Take the records below and print them verbatim up to and including the line that carries "result into the".

◆ THE INPUT ◆
--- START ---

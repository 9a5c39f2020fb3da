// Copyright 2025 Schelling Point Labs Inc
// SPDX-License-Identifier: AGPL-3.0-only

//! Operation dispatch between the native callback surface and a
//! [`Filesystem`] implementation
//!
//! Every native-facing call follows the same shape: decode the byte-buffer
//! arguments, invoke the high-level operation, marshal the result into the
//! caller's sink, and reduce any failure to a status code. The dispatch
//! keeps no state across calls beyond the codec and the capability table
//! captured at construction, so it can be driven concurrently from any
//! number of native threads.

use std::any::Any;
use std::panic::{catch_unwind, AssertUnwindSafe};

use libc::c_int;
use pathfs_core::{
    CapabilitySet, DirFiller, ErrorKind, Filesystem, FsError, FsOperation, FsResult, OpenSession,
    OutBuf, XattrLister, XattrSetMode,
};
use tracing::{debug, error};

use crate::codec::PathCodec;
use crate::errno;
use crate::sink::{AttrSink, DirSink, OpenSink, SizeSink, StatfsSink};

/// Success status for the native surface; failures are positive errno
/// values from [`errno::errno`].
pub const OK: c_int = 0;

/// Adapts the byte-level native callback surface to a [`Filesystem`].
pub struct FsDispatch<F: Filesystem> {
    fs: F,
    codec: PathCodec,
    capabilities: CapabilitySet,
}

--- END ---

◆ FINAL ANSWER ◆
repository 9a5c39f2020fb3da
// Copyright 2025 Schelling Point Labs Inc
// SPDX-License-Identifier: AGPL-3.0-only

//! Operation dispatch between the native callback surface and a
//! [`Filesystem`] implementation
//!
//! Every native-facing call follows the same shape: decode the byte-buffer
//! arguments, invoke the high-level operation, marshal the result into the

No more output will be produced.